== Exercise directions ==
Up to and including the line with "use tracing::error;", restate the material below word for word, beginning with its first line.

== Records to process ==
——————

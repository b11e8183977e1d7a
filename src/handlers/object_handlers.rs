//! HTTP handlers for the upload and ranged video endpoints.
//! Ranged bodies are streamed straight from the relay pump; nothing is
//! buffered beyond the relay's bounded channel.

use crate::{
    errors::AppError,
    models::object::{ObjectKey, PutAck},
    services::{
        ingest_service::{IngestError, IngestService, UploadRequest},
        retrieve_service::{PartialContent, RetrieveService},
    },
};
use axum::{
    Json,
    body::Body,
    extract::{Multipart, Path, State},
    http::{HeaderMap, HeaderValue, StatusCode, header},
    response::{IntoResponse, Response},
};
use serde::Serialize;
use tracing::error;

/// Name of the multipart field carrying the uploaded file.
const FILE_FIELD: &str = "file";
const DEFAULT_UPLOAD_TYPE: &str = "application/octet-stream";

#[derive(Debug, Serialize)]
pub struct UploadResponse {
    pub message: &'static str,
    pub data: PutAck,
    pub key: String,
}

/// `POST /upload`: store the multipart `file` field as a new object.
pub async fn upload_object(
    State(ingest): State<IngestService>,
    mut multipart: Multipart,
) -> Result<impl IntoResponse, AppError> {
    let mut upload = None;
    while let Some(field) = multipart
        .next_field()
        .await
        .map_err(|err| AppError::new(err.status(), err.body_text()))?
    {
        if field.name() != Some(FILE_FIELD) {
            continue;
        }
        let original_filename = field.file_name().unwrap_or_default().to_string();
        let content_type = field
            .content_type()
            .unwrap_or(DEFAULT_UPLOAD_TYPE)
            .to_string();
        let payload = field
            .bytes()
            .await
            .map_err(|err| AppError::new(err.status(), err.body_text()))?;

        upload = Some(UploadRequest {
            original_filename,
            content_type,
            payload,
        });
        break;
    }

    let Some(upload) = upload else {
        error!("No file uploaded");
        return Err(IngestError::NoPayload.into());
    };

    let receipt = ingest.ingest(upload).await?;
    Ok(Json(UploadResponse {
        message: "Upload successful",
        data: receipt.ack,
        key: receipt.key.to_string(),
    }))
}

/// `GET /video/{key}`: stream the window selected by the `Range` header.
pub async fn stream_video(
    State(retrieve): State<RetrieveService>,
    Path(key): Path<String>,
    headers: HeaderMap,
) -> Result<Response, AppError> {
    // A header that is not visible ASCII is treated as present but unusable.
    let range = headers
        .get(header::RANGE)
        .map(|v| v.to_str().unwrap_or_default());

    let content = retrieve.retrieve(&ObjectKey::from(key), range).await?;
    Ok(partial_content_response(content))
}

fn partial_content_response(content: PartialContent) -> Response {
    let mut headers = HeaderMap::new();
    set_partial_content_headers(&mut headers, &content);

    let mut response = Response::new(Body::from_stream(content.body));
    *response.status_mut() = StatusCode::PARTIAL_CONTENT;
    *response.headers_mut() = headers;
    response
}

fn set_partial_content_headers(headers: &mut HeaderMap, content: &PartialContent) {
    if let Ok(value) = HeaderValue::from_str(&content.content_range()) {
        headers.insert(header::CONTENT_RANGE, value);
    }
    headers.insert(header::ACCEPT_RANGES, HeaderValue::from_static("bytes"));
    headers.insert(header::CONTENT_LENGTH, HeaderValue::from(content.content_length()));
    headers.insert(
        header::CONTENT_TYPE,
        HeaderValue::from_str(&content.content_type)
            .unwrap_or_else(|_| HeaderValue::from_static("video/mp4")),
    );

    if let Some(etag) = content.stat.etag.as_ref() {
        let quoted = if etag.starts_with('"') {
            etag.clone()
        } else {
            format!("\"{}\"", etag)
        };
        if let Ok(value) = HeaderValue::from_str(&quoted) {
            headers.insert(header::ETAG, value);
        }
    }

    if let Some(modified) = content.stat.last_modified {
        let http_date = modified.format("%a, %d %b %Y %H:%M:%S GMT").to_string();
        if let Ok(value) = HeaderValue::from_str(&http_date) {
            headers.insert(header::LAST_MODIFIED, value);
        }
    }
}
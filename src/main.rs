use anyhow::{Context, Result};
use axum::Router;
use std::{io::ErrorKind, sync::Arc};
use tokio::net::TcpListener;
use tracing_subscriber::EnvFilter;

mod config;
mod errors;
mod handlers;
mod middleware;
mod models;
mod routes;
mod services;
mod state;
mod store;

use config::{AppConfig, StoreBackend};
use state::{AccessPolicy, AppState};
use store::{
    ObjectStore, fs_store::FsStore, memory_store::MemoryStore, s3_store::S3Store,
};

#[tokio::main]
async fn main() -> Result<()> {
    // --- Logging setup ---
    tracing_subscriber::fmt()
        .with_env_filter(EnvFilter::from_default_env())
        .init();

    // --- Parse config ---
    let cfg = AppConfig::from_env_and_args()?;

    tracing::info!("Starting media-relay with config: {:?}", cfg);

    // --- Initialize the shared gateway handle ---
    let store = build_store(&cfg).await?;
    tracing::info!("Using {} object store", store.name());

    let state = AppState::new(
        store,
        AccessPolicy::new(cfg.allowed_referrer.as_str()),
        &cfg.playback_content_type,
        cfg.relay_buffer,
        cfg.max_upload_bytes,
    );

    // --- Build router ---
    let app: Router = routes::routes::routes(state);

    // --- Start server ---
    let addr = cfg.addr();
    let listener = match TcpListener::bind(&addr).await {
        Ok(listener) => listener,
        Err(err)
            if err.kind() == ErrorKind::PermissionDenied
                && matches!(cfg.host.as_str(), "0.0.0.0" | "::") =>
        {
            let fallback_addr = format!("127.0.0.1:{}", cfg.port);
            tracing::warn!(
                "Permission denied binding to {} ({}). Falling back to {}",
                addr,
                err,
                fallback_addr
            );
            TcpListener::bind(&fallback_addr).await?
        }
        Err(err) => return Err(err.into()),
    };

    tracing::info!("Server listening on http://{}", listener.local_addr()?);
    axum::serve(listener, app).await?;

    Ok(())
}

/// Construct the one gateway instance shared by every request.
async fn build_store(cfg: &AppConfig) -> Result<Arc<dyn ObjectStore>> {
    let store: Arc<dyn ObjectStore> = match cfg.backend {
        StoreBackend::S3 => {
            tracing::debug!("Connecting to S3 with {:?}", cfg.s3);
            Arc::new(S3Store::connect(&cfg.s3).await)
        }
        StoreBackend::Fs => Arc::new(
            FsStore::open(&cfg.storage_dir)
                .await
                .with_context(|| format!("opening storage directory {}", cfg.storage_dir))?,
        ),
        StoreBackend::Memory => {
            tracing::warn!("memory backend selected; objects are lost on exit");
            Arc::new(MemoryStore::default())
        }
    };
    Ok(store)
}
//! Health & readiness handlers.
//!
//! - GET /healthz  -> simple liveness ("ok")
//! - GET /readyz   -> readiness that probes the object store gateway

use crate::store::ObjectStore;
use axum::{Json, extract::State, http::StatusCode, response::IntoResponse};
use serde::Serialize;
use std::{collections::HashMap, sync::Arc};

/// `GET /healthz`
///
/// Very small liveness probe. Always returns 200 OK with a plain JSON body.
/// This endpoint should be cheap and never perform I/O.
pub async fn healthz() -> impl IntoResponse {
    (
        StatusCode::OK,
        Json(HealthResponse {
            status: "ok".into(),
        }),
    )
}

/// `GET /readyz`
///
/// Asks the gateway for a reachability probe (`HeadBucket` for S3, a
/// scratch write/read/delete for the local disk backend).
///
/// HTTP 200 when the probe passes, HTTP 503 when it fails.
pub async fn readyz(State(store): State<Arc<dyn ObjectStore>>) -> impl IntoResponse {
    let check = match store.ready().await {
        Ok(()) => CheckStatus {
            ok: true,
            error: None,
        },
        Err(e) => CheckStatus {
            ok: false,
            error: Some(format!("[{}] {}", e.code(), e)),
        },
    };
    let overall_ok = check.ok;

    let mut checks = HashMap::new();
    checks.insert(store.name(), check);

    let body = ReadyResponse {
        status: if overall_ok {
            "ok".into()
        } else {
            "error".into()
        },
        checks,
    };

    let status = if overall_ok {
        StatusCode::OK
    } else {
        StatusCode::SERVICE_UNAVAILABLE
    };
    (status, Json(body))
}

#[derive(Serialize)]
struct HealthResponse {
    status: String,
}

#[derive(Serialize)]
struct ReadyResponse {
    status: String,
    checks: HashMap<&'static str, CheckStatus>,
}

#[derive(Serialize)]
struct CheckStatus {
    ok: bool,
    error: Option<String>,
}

——————

== Exercise result ==
repository b11e8183977e1d7a
filename src/handlers/object_handlers.rs
//! HTTP handlers for the upload and ranged video endpoints.
//! Ranged bodies are streamed straight from the relay pump; nothing is
//! buffered beyond the relay's bounded channel.

use crate::{
    errors::AppError,
    models::object::{ObjectKey, PutAck},
    services::{
        ingest_service::{IngestError, IngestService, UploadRequest},
        retrieve_service::{PartialContent, RetrieveService},
    },
};
use axum::{
    Json,
    body::Body,
    extract::{Multipart, Path, State},
    http::{HeaderMap, HeaderValue, StatusCode, header},
    response::{IntoResponse, Response},
};
use serde::Serialize;
use tracing::error;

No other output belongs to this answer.